Problem to solve:
A faithful, complete copy of the entries is the sole expected answer.

[Data supplied Boundary: Start]

//! Turning a block of markdown-style headlines into a set of cards.

use crate::assets::{AssetId, AssetSource};
use crate::font::GlyphRaster;
use crate::layout::{Composer, LayoutMode};
use crate::render::RenderResult;
use crate::CardError;

/// What a card is for, which decides the layout it gets
#[derive(Debug, Clone, Copy, PartialEq, Eq, Hash)]
pub enum HeadlineKind {
    /// The article's lead image, from a `#` heading
    Eyecatch,
    /// An image inserted between paragraphs, from a `##` heading
    Insert,
}

#[derive(Debug, Clone, PartialEq, Eq)]
pub struct Headline {
    pub text: String,
    pub kind: HeadlineKind,
}

/// The two layouts an eyecatch card can take. Insert cards are always centred.
#[derive(Debug, Clone, Copy, PartialEq, Eq, Hash, Default)]
pub enum EyecatchLayout {
    #[default]
    Vertical,
    Horizontal,
}

impl From<EyecatchLayout> for LayoutMode {
    fn from(layout: EyecatchLayout) -> Self {
        match layout {
            EyecatchLayout::Vertical => LayoutMode::Vertical,
            EyecatchLayout::Horizontal => LayoutMode::Horizontal,
        }
    }
}

impl HeadlineKind {
    pub fn layout_mode(self, eyecatch: EyecatchLayout) -> LayoutMode {
        match self {
            HeadlineKind::Eyecatch => eyecatch.into(),
            HeadlineKind::Insert => LayoutMode::Centered,
        }
    }
}

/// Extract headlines from markdown-style text.
///
/// `# text` lines become eyecatch headlines and `## text` lines insert headlines.
/// Deeper headings and headings with no text are skipped. Text without any
/// heading at all is taken as a single eyecatch headline.
pub fn parse_headlines(text: &str) -> Vec<Headline> {
    let mut headlines: Vec<Headline> = text
        .lines()
        .map(str::trim)
        .filter(|line| !line.starts_with("###"))
        .filter_map(|line| {
            let (rest, kind) = if let Some(rest) = line.strip_prefix("##") {
                (rest, HeadlineKind::Insert)
            } else {
                (line.strip_prefix('#')?, HeadlineKind::Eyecatch)
            };
            let text = rest.trim();
            (!text.is_empty()).then(|| Headline {
                text: text.to_string(),
                kind,
            })
        })
        .collect();

    let whole = text.trim();
    if headlines.is_empty() && !whole.is_empty() {
        headlines.push(Headline {
            text: whole.to_string(),
            kind: HeadlineKind::Eyecatch,
        });
    }

    headlines
}

/// The file name of the `index`th (0-based) card out of `count`
pub fn file_name(index: usize, count: usize) -> String {
    if count > 1 {
        format!("generated_image_{:02}.png", index + 1)
    } else {
        "generated_image.png".to_string()
    }
}

/// One card of a batch. Failures are kept per item so one bad asset does not
/// cost the rest of the batch.
#[derive(Debug)]
pub struct BatchItem {
    pub headline: Headline,
    pub file_name: String,
    pub result: Result<RenderResult, CardError>,
}

/// Render one card per headline, in order.
///
/// Backgrounds and illustrations are picked from `source` in rotation, so the
/// same inputs always produce the same cards. Cards without an illustration
/// available, or whose illustration cannot be fetched, are rendered text-only.
pub fn render_batch<S, F>(
    source: &S,
    composer: &Composer<'_, F>,
    headlines: &[Headline],
    eyecatch: EyecatchLayout,
) -> Vec<BatchItem>
where
    S: AssetSource + ?Sized,
    F: GlyphRaster + ?Sized,
{
    let backgrounds = source.backgrounds();
    let illustrations = source.illustrations();
    log::debug!(
        "rendering {} cards from {} backgrounds and {} illustrations",
        headlines.len(),
        backgrounds.len(),
        illustrations.len()
    );

    headlines
        .iter()
        .enumerate()
        .map(|(i, headline)| BatchItem {
            headline: headline.clone(),
            file_name: file_name(i, headlines.len()),
            result: render_one(
                source,
                composer,
                headline,
                eyecatch,
                pick(&backgrounds, i),
                pick(&illustrations, i),
            ),
        })
        .collect()
}

fn pick(ids: &[AssetId], i: usize) -> Option<&AssetId> {
    (!ids.is_empty()).then(|| &ids[i % ids.len()])
}

fn render_one<S, F>(
    source: &S,
    composer: &Composer<'_, F>,
    headline: &Headline,
    eyecatch: EyecatchLayout,
    background: Option<&AssetId>,
    illustration: Option<&AssetId>,
) -> Result<RenderResult, CardError>
where
    S: AssetSource + ?Sized,
    F: GlyphRaster + ?Sized,
{
    let background = source.fetch(background.ok_or(CardError::NoBackground)?)?;
    let illustration = illustration.and_then(|id| match source.fetch(id) {
        Ok(image) => Some(image),
        Err(e) => {
            log::warn!("rendering {:?} without an illustration: {e}", headline.text);
            None
        }
    });

    let mode = headline.kind.layout_mode(eyecatch);
    Ok(composer.render(&background, illustration.as_ref(), mode, headline.text.as_str(), ""))
}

[Data supplied Boundary: End]

Answer space:
//! Turning a block of markdown-style headlines into a set of cards.

use crate::assets::{AssetId, AssetSource};
use crate::font::GlyphRaster;
use crate::layout::{Composer, LayoutMode};
use crate::render::RenderResult;
use crate::CardError;

/// What a card is for, which decides the layout it gets
#[derive(Debug, Clone, Copy, PartialEq, Eq, Hash)]
pub enum HeadlineKind {
    /// The article's lead image, from a `#` heading
    Eyecatch,
    /// An image inserted between paragraphs, from a `##` heading
    Insert,
}

#[derive(Debug, Clone, PartialEq, Eq)]
pub struct Headline {
    pub text: String,
    pub kind: HeadlineKind,
}

/// The two layouts an eyecatch card can take. Insert cards are always centred.
#[derive(Debug, Clone, Copy, PartialEq, Eq, Hash, Default)]
pub enum EyecatchLayout {
    #[default]
    Vertical,
    Horizontal,
}

impl From<EyecatchLayout> for LayoutMode {
    fn from(layout: EyecatchLayout) -> Self {
        match layout {
            EyecatchLayout::Vertical => LayoutMode::Vertical,
            EyecatchLayout::Horizontal => LayoutMode::Horizontal,
        }
    }
}

impl HeadlineKind {
    pub fn layout_mode(self, eyecatch: EyecatchLayout) -> LayoutMode {
        match self {
            HeadlineKind::Eyecatch => eyecatch.into(),
            HeadlineKind::Insert => LayoutMode::Centered,
        }
    }
}

/// Extract headlines from markdown-style text.
///
/// `# text` lines become eyecatch headlines and `## text` lines insert headlines.
/// Deeper headings and headings with no text are skipped. Text without any
/// heading at all is taken as a single eyecatch headline.
pub fn parse_headlines(text: &str) -> Vec<Headline> {
    let mut headlines: Vec<Headline> = text
        .lines()
        .map(str::trim)
        .filter(|line| !line.starts_with("###"))
        .filter_map(|line| {
            let (rest, kind) = if let Some(rest) = line.strip_prefix("##") {
                (rest, HeadlineKind::Insert)
            } else {
                (line.strip_prefix('#')?, HeadlineKind::Eyecatch)
            };
            let text = rest.trim();
            (!text.is_empty()).then(|| Headline {
                text: text.to_string(),
                kind,
            })
        })
        .collect();

    let whole = text.trim();
    if headlines.is_empty() && !whole.is_empty() {
        headlines.push(Headline {
            text: whole.to_string(),
            kind: HeadlineKind::Eyecatch,
        });
    }

    headlines
}

/// The file name of the `index`th (0-based) card out of `count`
pub fn file_name(index: usize, count: usize) -> String {
    if count > 1 {
        format!("generated_image_{:02}.png", index + 1)
    } else {
        "generated_image.png".to_string()
    }
}

/// One card of a batch. Failures are kept per item so one bad asset does not
/// cost the rest of the batch.
#[derive(Debug)]
pub struct BatchItem {
    pub headline: Headline,
    pub file_name: String,
    pub result: Result<RenderResult, CardError>,
}

/// Render one card per headline, in order.
///
/// Backgrounds and illustrations are picked from `source` in rotation, so the
/// same inputs always produce the same cards. Cards without an illustration
/// available, or whose illustration cannot be fetched, are rendered text-only.
pub fn render_batch<S, F>(
    source: &S,
    composer: &Composer<'_, F>,
    headlines: &[Headline],
    eyecatch: EyecatchLayout,
) -> Vec<BatchItem>
where
    S: AssetSource + ?Sized,
    F: GlyphRaster + ?Sized,
{
    let backgrounds = source.backgrounds();
    let illustrations = source.illustrations();
    log::debug!(
        "rendering {} cards from {} backgrounds and {} illustrations",
        headlines.len(),
        backgrounds.len(),
        illustrations.len()
    );

    headlines
        .iter()
        .enumerate()
        .map(|(i, headline)| BatchItem {
            headline: headline.clone(),
            file_name: file_name(i, headlines.len()),
            result: render_one(
                source,
                composer,
                headline,
                eyecatch,
                pick(&backgrounds, i),
                pick(&illustrations, i),
            ),
        })
        .collect()
}

fn pick(ids: &[AssetId], i: usize) -> Option<&AssetId> {
    (!ids.is_empty()).then(|| &ids[i % ids.len()])
}

fn render_one<S, F>(
    source: &S,
    composer: &Composer<'_, F>,
    headline: &Headline,
    eyecatch: EyecatchLayout,
    background: Option<&AssetId>,
    illustration: Option<&AssetId>,
) -> Result<RenderResult, CardError>
where
    S: AssetSource + ?Sized,
    F: GlyphRaster + ?Sized,
{
    let background = source.fetch(background.ok_or(CardError::NoBackground)?)?;
    let illustration = illustration.and_then(|id| match source.fetch(id) {
        Ok(image) => Some(image),
        Err(e) => {
            log::warn!("rendering {:?} without an illustration: {e}", headline.text);
            None
        }
    });

    let mode = headline.kind.layout_mode(eyecatch);
    Ok(composer.render(&background, illustration.as_ref(), mode, headline.text.as_str(), ""))
}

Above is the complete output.